Une critique répétée par Meta en comité parlementaire mercredi. La multinationale bloque les articles de nouvelles sur ses plateformes Facebook et Instagram depuis le mois d’août pour se soustraire à l’application de la loi. Elle n’a pas participé au processus de consultation pour l’élaboration du règlement.

Les plateformes doivent générer des revenus mondiaux d’au moins 1 milliard annuellement et compter au moins 20 millions d’utilisateurs mensuels pour être visées par la loi. Leurs activités doivent également impliquer la distribution et l’accès à du contenu de nouvelles en ligne au Canada.

La cheffe des politiques publiques de Meta pour le Canada, Rachel Curran, a affirmé que la multinationale américaine pourrait accueillir de nouveau le journalisme local sur ses plateformes Facebook et Instagram si elle bénéficiait d’une exclusion. L’entreprise n’a pas répondu aux questions de La Presse jeudi.

Cette tentative de négocier sur la place publique quelques jours avant la publication du règlement a fait sourciller au cabinet de la ministre du Patrimoine canadien, Pascale St-Onge. « Meta veut une exemption sans donner d’argent, mais sans argent, il n’y a pas d’exemption possible », a indiqué une source qui n’était pas autorisée à parler publiquement.

Difficultés financières

Selon une enquête de chercheurs de l’Université Laval, le blocage des nouvelles sur Meta a contribué à miner la confiance des Québécois envers les nouvelles qu’ils consultent sur les réseaux sociaux et ils sont désormais plus nombreux à consulter les médias d’information traditionnels depuis.

La publication du règlement survient alors que des salles de nouvelles connaissent d’importantes difficultés financières. CBC/Radio-Canada a récemment annoncé qu’elle supprimait 800 emplois ; à TVA, ce sont 547 employés qui perdent leur emploi ; les Coops de l’information, qui regroupent six quotidiens régionaux, éliminent également 125 postes avec la fin de leurs éditions papier.

Les dirigeants de Cogeco craignent également de devoir procéder à une restructuration majeure dans leurs 21 stations de radio si le CRTC ne change pas le cadre réglementaire pour leur offrir plus de soutien financier.

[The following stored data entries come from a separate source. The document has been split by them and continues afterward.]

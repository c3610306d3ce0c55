//! Genre-overlap recommendations.
//!
//! A candidate is any movie sharing at least one genre with a movie the
//! user likes, minus the movies already liked. Candidates rank by the
//! number of distinct shared genres, then by rating, then by id so the
//! order is total.

use tracing::debug;

use crate::error::Result;
use crate::graph::movies::{
    fold_adjacent, push_unique, row_to_movie_row, LinkKind, MovieRow, MovieSummary,
    Recommendation,
};
use crate::graph::query;
use crate::graph::store::GraphStore;

pub struct GraphRanking<'a> {
    store: &'a GraphStore,
}

impl<'a> GraphRanking<'a> {
    pub fn new(store: &'a GraphStore) -> Self {
        Self { store }
    }

    /// Top `limit` recommendations for the user named `user_name`. Unknown
    /// users and users without likes get an empty list.
    pub fn recommend_for_user(&self, user_name: &str, limit: usize) -> Result<Vec<Recommendation>> {
        let statement = query::shared_genre_recommendations(user_name, limit);
        let rows = self.store.query(&statement, |row| {
            let count: i64 = row.get("genre_match_count")?;
            Ok((count, row_to_movie_row(row)?))
        })?;

        let recommendations = fold_adjacent(
            rows,
            |(_, r)| r.id,
            |(count, r)| Recommendation {
                movie: MovieSummary::from_row(r),
                shared_genres: Vec::new(),
                genre_match_count: *count,
            },
            |rec, (_, r)| absorb(rec, r),
        );
        debug!(user = user_name, found = recommendations.len(), "recommendations ranked");
        Ok(recommendations)
    }
}

fn absorb(rec: &mut Recommendation, row: &MovieRow) {
    match (row.link, row.linked_name.as_deref()) {
        (Some(LinkKind::SharedGenre), Some(name)) => push_unique(&mut rec.shared_genres, name),
        _ => rec.movie.absorb(row),
    }
}

#[cfg(test)]
mod tests {
    use super::*;
    use crate::types::{NodeId, Properties};
    use pretty_assertions::assert_eq;
    use serde_json::{json, Value};

    fn props(value: Value) -> Properties {
        value.as_object().cloned().unwrap_or_default()
    }

    struct Fixture {
        store: GraphStore,
    }

    impl Fixture {
        fn new() -> Self {
            Self {
                store: GraphStore::new(":memory:"),
            }
        }

        fn node(&self, label: &str, properties: Value) -> NodeId {
            self.store.create_node(&[label.to_string()], &props(properties)).unwrap()
        }

        fn movie(&self, title: &str, rating: f64) -> NodeId {
            self.node("Movie", json!({"title": title, "rating": rating}))
        }

        fn link(&self, from: NodeId, to: NodeId, rel: &str) {
            self.store.create_relationship(from, to, rel, &Properties::new()).unwrap();
        }

        fn like(&self, user: NodeId, movie: NodeId, rating: i64) {
            self.store
                .create_relationship(user, movie, "LIKES", &props(json!({"rating": rating})))
                .unwrap();
        }
    }

    fn titles(recs: &[Recommendation]) -> Vec<&str> {
        recs.iter().filter_map(|r| r.movie.title.as_str()).collect()
    }

    #[test]
    fn recommends_unliked_movie_sharing_a_genre() {
        let f = Fixture::new();
        let sci_fi = f.node("Genre", json!({"name": "Sci-Fi"}));
        let a = f.movie("Alpha", 8.0);
        let b = f.movie("Beta", 7.0);
        let c = f.movie("Gamma", 6.0);
        for m in [a, b, c] {
            f.link(m, sci_fi, "HAS_GENRE");
        }
        let user = f.node("User", json!({"name": "Dana"}));
        f.like(user, a, 5);
        f.like(user, b, 4);

        let recs = GraphRanking::new(&f.store).recommend_for_user("Dana", 5).unwrap();
        assert_eq!(titles(&recs), vec!["Gamma"]);
        assert_eq!(recs[0].genre_match_count, 1);
        assert_eq!(recs[0].shared_genres, vec!["Sci-Fi".to_string()]);
    }

    #[test]
    fn ranks_by_shared_genres_then_rating_then_id() {
        let f = Fixture::new();
        let sci_fi = f.node("Genre", json!({"name": "Sci-Fi"}));
        let action = f.node("Genre", json!({"name": "Action"}));
        let liked = f.movie("Liked", 9.0);
        f.link(liked, sci_fi, "HAS_GENRE");
        f.link(liked, action, "HAS_GENRE");

        let both = f.movie("Both", 5.0);
        f.link(both, sci_fi, "HAS_GENRE");
        f.link(both, action, "HAS_GENRE");
        let high = f.movie("High", 8.0);
        f.link(high, sci_fi, "HAS_GENRE");
        let tie_first = f.movie("TieFirst", 7.0);
        f.link(tie_first, action, "HAS_GENRE");
        let tie_second = f.movie("TieSecond", 7.0);
        f.link(tie_second, action, "HAS_GENRE");

        let user = f.node("User", json!({"name": "Eve"}));
        f.like(user, liked, 5);

        let recs = GraphRanking::new(&f.store).recommend_for_user("Eve", 5).unwrap();
        assert_eq!(titles(&recs), vec!["Both", "High", "TieFirst", "TieSecond"]);
        assert_eq!(recs[0].genre_match_count, 2);
        assert_eq!(recs[0].shared_genres, vec!["Sci-Fi".to_string(), "Action".to_string()]);
    }

    #[test]
    fn limit_caps_results() {
        let f = Fixture::new();
        let genre = f.node("Genre", json!({"name": "Drama"}));
        let liked = f.movie("Seed", 5.0);
        f.link(liked, genre, "HAS_GENRE");
        for i in 0..8 {
            let m = f.movie(&format!("M{i}"), 6.0);
            f.link(m, genre, "HAS_GENRE");
        }
        let user = f.node("User", json!({"name": "Finn"}));
        f.like(user, liked, 3);

        let recs = GraphRanking::new(&f.store).recommend_for_user("Finn", 5).unwrap();
        assert_eq!(recs.len(), 5);
    }

    #[test]
    fn unknown_user_gets_nothing() {
        let f = Fixture::new();
        f.movie("Lonely", 7.0);
        let recs = GraphRanking::new(&f.store).recommend_for_user("Nobody", 5).unwrap();
        assert!(recs.is_empty());
    }

    #[test]
    fn carries_people_of_recommended_movie() {
        let f = Fixture::new();
        let genre = f.node("Genre", json!({"name": "Thriller"}));
        let liked = f.movie("Seen", 8.0);
        let fresh = f.movie("Fresh", 8.5);
        f.link(liked, genre, "HAS_GENRE");
        f.link(fresh, genre, "HAS_GENRE");
        let actor = f.node("Actor", json!({"name": "Christian Bale"}));
        let director = f.node("Director", json!({"name": "Christopher Nolan"}));
        f.link(actor, fresh, "ACTED_IN");
        f.link(director, fresh, "DIRECTED");
        let user = f.node("User", json!({"name": "Gil"}));
        f.like(user, liked, 4);

        let recs = GraphRanking::new(&f.store).recommend_for_user("Gil", 5).unwrap();
        assert_eq!(recs.len(), 1);
        assert_eq!(recs[0].movie.actors, vec!["Christian Bale".to_string()]);
        assert_eq!(recs[0].movie.directors, vec!["Christopher Nolan".to_string()]);
    }
}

Avec la collaboration de Joël-Denis Bellavance, La Presse

L’histoire jusqu’ici

22 juin : Le projet de loi C-18 sur les nouvelles en ligne obtient la sanction royale. Le même jour, Meta réitère son intention de bloquer l’accès aux nouvelles canadiennes sur ses plateformes.

29 juin : Google annonce qu’il va aussi bloquer l’accès aux nouvelles canadiennes en raison de l’adoption du projet de loi C-18. Mais le géant du numérique ne précise pas de date.

1er août : Meta commence à bloquer l’accès aux nouvelles.

1er septembre : Le gouvernement fédéral publie le projet de règlement encadrant la Loi sur les nouvelles en ligne.

29 novembre : Ottawa annonce avoir conclu une entente avec Google.